*Work required*: Each line below needs to be restated word for word.

*Excerpted data*:
########

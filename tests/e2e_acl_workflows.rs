//! End-to-End Test Suite: Access Control Workflows
//!
//! Drives the resolver the way an application would: configuration loaded
//! from disk, roles seeded into a grant source, checks for users and roles,
//! and grant changes followed by invalidation.

use std::io::Write;
use std::sync::Arc;

use tempfile::Builder;
use warden_acl::{
    AclConfig, Grant, GrantChange, InMemoryGrantSource, MemoryCacheStore, MergePolicy,
    PermissionRecord, PermissionResolver, Role, RoleId, Target, UserId,
};

const ADMIN: RoleId = RoleId(1);
const EDITOR: RoleId = RoleId(2);
const VIEWER: RoleId = RoleId(3);

const ALICE: UserId = UserId(10);
const BOB: UserId = UserId(11);

type Resolver = PermissionResolver<InMemoryGrantSource, MemoryCacheStore>;

fn load_config(contents: &str) -> AclConfig {
    let mut file = Builder::new()
        .suffix(".toml")
        .tempfile()
        .expect("Failed to create config file");
    file.write_all(contents.as_bytes())
        .expect("Failed to write config file");
    AclConfig::load(Some(file.path())).expect("Failed to load config")
}

/// Seed a small publishing site: admins manage everything, editors manage
/// posts, viewers only read.
fn publishing_site(config: AclConfig) -> (Arc<InMemoryGrantSource>, Arc<MemoryCacheStore>, Resolver) {
    let source = Arc::new(InMemoryGrantSource::new());
    source.insert_role(Role::new(ADMIN, "Administrator", "admin"));
    source.insert_role(Role::new(EDITOR, "Editor", "editor").with_description("Manages posts"));
    source.insert_role(Role::new(VIEWER, "Viewer", "viewer"));

    source.sync_grants(
        ADMIN,
        vec![
            Grant::global(PermissionRecord::flag("post", true)),
            Grant::global(PermissionRecord::flag("user", true)),
        ],
    );
    source.sync_grants(
        EDITOR,
        vec![Grant::global(PermissionRecord::actions(
            "post",
            [("create", true), ("view", true), ("update", true), ("delete", false)],
        ))],
    );
    source.sync_grants(
        VIEWER,
        vec![Grant::global(PermissionRecord::actions("post", [("view", true)]))],
    );

    let cache = Arc::new(MemoryCacheStore::new());
    let resolver = PermissionResolver::new(source.clone(), cache.clone(), config)
        .expect("Failed to create resolver");
    (source, cache, resolver)
}

#[test]
fn test_configured_site_workflow() {
    let config = load_config(
        r#"
cache_minutes = 5
cache_prefix = "site.acl"
extra_merge = "prefer_persisted"
"#,
    );
    assert_eq!(config.cache_minutes, 5);

    let (source, cache, resolver) = publishing_site(config);
    source.assign_role(ALICE, EDITOR, None);
    source.assign_role(BOB, VIEWER, None);

    // Editors write, viewers read
    assert!(resolver.can(ALICE, "post.create&post.update", None, None).unwrap());
    assert!(!resolver.can(ALICE, "post.delete", None, None).unwrap());
    assert!(resolver.can(BOB, "post.view", None, None).unwrap());
    assert!(!resolver.can(BOB, "post.create|post.update", None, None).unwrap());
    assert!(cache.contains("site.acl:user:10"));
    assert!(cache.contains("site.acl:user:11"));

    // Bob is promoted
    let change = source.assign_role(BOB, ADMIN, None);
    assert_eq!(change, GrantChange::UserGrants(BOB));
    resolver.apply_change(&change).unwrap();
    assert!(!cache.contains("site.acl:user:11"));
    assert!(resolver.can(BOB, "post.delete&user.create", None, None).unwrap());
    assert!(resolver.has_role(BOB, "admin|editor", None).unwrap());

    // Editors lose post.update; Alice sees it once the change is applied
    let change = source.revoke(EDITOR, "post", None);
    source.grant_records(
        EDITOR,
        vec![PermissionRecord::actions("post", [("create", true), ("view", true)])],
    );
    resolver.apply_change(&change).unwrap();
    assert!(!resolver.can(ALICE, "post.update", None, None).unwrap());
    assert!(resolver.can(ALICE, "post.create", None, None).unwrap());
}

#[test]
fn test_scoped_editor_workflow() {
    let (source, _, resolver) = publishing_site(AclConfig::default());
    let own_article = Target::new("article", 7);
    let other_article = Target::new("article", 8);

    // Alice edits only her own article, Bob may publish any article
    source.assign_role(ALICE, EDITOR, Some(own_article.clone()));
    source.grant_to_user(BOB, Grant::global(PermissionRecord::actions("post", [("publish", true)])));
    source.assign_role(BOB, VIEWER, None);

    let alice = resolver.principal(ALICE);
    assert!(alice.able("post.update", Some(&own_article), None, None).unwrap());
    assert!(!alice.able("post.update", Some(&other_article), None, None).unwrap());
    assert!(!alice.can("post.update", None, None).unwrap());
    assert!(alice.able("create.view", Some(&own_article), None, None).unwrap());

    let bob = resolver.principal(BOB);
    assert!(bob.able("post.publish", Some(&other_article), None, None).unwrap());
    assert!(bob.can(["post.view", "post.publish"], Some("and"), None).unwrap());

    let permissions = alice.permissions().unwrap();
    assert!(permissions.allows("post.update:article:7"));
    assert!(!permissions.contains_key("post.update"));
}

#[test]
fn test_request_scoped_extra_permissions() {
    let (source, _, resolver) =
        publishing_site(AclConfig::default().with_extra_merge(MergePolicy::PreferExtra));
    source.assign_role(ALICE, VIEWER, None);

    // A feature flag grants preview access for this request only
    let preview = [PermissionRecord::actions("post", [("preview", true)])];
    assert!(resolver.can(ALICE, "post.preview", None, Some(&preview)).unwrap());
    assert!(!resolver.can(ALICE, "post.preview", None, None).unwrap());

    // Extras override persisted values under PreferExtra
    let suspended = [PermissionRecord::actions("post", [("view", false)])];
    assert!(!resolver.can(ALICE, "post.view", None, Some(&suspended)).unwrap());
    assert!(resolver.can(ALICE, "post.view", None, None).unwrap());
}

#[test]
fn test_memoization_disabled_by_config() {
    let config = load_config("cache_minutes = 0\n");
    let (source, cache, resolver) = publishing_site(config);
    source.assign_role(ALICE, VIEWER, None);

    assert!(!resolver.can(ALICE, "post.create", None, None).unwrap());
    source.assign_role(ALICE, EDITOR, None);
    assert!(resolver.can(ALICE, "post.create", None, None).unwrap());
    assert!(cache.is_empty());
}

########

*Result below*:
filename tests/e2e_acl_workflows.rs
//! End-to-End Test Suite: Access Control Workflows
//!
//! Drives the resolver the way an application would: configuration loaded
//! from disk, roles seeded into a grant source, checks for users and roles,
//! and grant changes followed by invalidation.

use std::io::Write;
use std::sync::Arc;

use tempfile::Builder;
use warden_acl::{
    AclConfig, Grant, GrantChange, InMemoryGrantSource, MemoryCacheStore, MergePolicy,
    PermissionRecord, PermissionResolver, Role, RoleId, Target, UserId,
};

const ADMIN: RoleId = RoleId(1);
const EDITOR: RoleId = RoleId(2);
const VIEWER: RoleId = RoleId(3);

const ALICE: UserId = UserId(10);
const BOB: UserId = UserId(11);

type Resolver = PermissionResolver<InMemoryGrantSource, MemoryCacheStore>;

fn load_config(contents: &str) -> AclConfig {
    let mut file = Builder::new()
        .suffix(".toml")
        .tempfile()
        .expect("Failed to create config file");
    file.write_all(contents.as_bytes())
        .expect("Failed to write config file");
    AclConfig::load(Some(file.path())).expect("Failed to load config")
}

/// Seed a small publishing site: admins manage everything, editors manage
/// posts, viewers only read.
fn publishing_site(config: AclConfig) -> (Arc<InMemoryGrantSource>, Arc<MemoryCacheStore>, Resolver) {
    let source = Arc::new(InMemoryGrantSource::new());
    source.insert_role(Role::new(ADMIN, "Administrator", "admin"));
    source.insert_role(Role::new(EDITOR, "Editor", "editor").with_description("Manages posts"));
    source.insert_role(Role::new(VIEWER, "Viewer", "viewer"));

    source.sync_grants(
        ADMIN,
        vec![
            Grant::global(PermissionRecord::flag("post", true)),
            Grant::global(PermissionRecord::flag("user", true)),
        ],
    );
    source.sync_grants(
        EDITOR,
        vec![Grant::global(PermissionRecord::actions(
            "post",
            [("create", true), ("view", true), ("update", true), ("delete", false)],
        ))],
    );
    source.sync_grants(
        VIEWER,
        vec![Grant::global(PermissionRecord::actions("post", [("view", true)]))],
    );

    let cache = Arc::new(MemoryCacheStore::new());
    let resolver = PermissionResolver::new(source.clone(), cache.clone(), config)
        .expect("Failed to create resolver");
    (source, cache, resolver)
}

#[test]
fn test_configured_site_workflow() {
    let config = load_config(
        r#"
cache_minutes = 5
cache_prefix = "site.acl"
extra_merge = "prefer_persisted"
"#,
    );
    assert_eq!(config.cache_minutes, 5);

    let (source, cache, resolver) = publishing_site(config);
    source.assign_role(ALICE, EDITOR, None);
    source.assign_role(BOB, VIEWER, None);

    // Editors write, viewers read
    assert!(resolver.can(ALICE, "post.create&post.update", None, None).unwrap());
    assert!(!resolver.can(ALICE, "post.delete", None, None).unwrap());
    assert!(resolver.can(BOB, "post.view", None, None).unwrap());
    assert!(!resolver.can(BOB, "post.create|post.update", None, None).unwrap());
    assert!(cache.contains("site.acl:user:10"));
    assert!(cache.contains("site.acl:user:11"));

    // Bob is promoted
    let change = source.assign_role(BOB, ADMIN, None);
    assert_eq!(change, GrantChange::UserGrants(BOB));
    resolver.apply_change(&change).unwrap();
    assert!(!cache.contains("site.acl:user:11"));
    assert!(resolver.can(BOB, "post.delete&user.create", None, None).unwrap());
    assert!(resolver.has_role(BOB, "admin|editor", None).unwrap());

    // Editors lose post.update; Alice sees it once the change is applied
    let change = source.revoke(EDITOR, "post", None);
    source.grant_records(
        EDITOR,
        vec![PermissionRecord::actions("post", [("create", true), ("view", true)])],
    );
    resolver.apply_change(&change).unwrap();
    assert!(!resolver.can(ALICE, "post.update", None, None).unwrap());
    assert!(resolver.can(ALICE, "post.create", None, None).unwrap());
}

#[test]
fn test_scoped_editor_workflow() {
    let (source, _, resolver) = publishing_site(AclConfig::default());
    let own_article = Target::new("article", 7);
    let other_article = Target::new("article", 8);

    // Alice edits only her own article, Bob may publish any article
    source.assign_role(ALICE, EDITOR, Some(own_article.clone()));
    source.grant_to_user(BOB, Grant::global(PermissionRecord::actions("post", [("publish", true)])));
    source.assign_role(BOB, VIEWER, None);

    let alice = resolver.principal(ALICE);
    assert!(alice.able("post.update", Some(&own_article), None, None).unwrap());
    assert!(!alice.able("post.update", Some(&other_article), None, None).unwrap());
    assert!(!alice.can("post.update", None, None).unwrap());
    assert!(alice.able("create.view", Some(&own_article), None, None).unwrap());

    let bob = resolver.principal(BOB);
    assert!(bob.able("post.publish", Some(&other_article), None, None).unwrap());
    assert!(bob.can(["post.view", "post.publish"], Some("and"), None).unwrap());

    let permissions = alice.permissions().unwrap();
    assert!(permissions.allows("post.update:article:7"));
    assert!(!permissions.contains_key("post.update"));
}

#[test]
fn test_request_scoped_extra_permissions() {
    let (source, _, resolver) =
        publishing_site(AclConfig::default().with_extra_merge(MergePolicy::PreferExtra));
    source.assign_role(ALICE, VIEWER, None);

    // A feature flag grants preview access for this request only
    let preview = [PermissionRecord::actions("post", [("preview", true)])];
    assert!(resolver.can(ALICE, "post.preview", None, Some(&preview)).unwrap());
    assert!(!resolver.can(ALICE, "post.preview", None, None).unwrap());

    // Extras override persisted values under PreferExtra
    let suspended = [PermissionRecord::actions("post", [("view", false)])];
    assert!(!resolver.can(ALICE, "post.view", None, Some(&suspended)).unwrap());
    assert!(resolver.can(ALICE, "post.view", None, None).unwrap());
}

#[test]
fn test_memoization_disabled_by_config() {
    let config = load_config("cache_minutes = 0\n");
    let (source, cache, resolver) = publishing_site(config);
    source.assign_role(ALICE, VIEWER, None);

    assert!(!resolver.can(ALICE, "post.create", None, None).unwrap());
    source.assign_role(ALICE, EDITOR, None);
    assert!(resolver.can(ALICE, "post.create", None, None).unwrap());
    assert!(cache.is_empty());
}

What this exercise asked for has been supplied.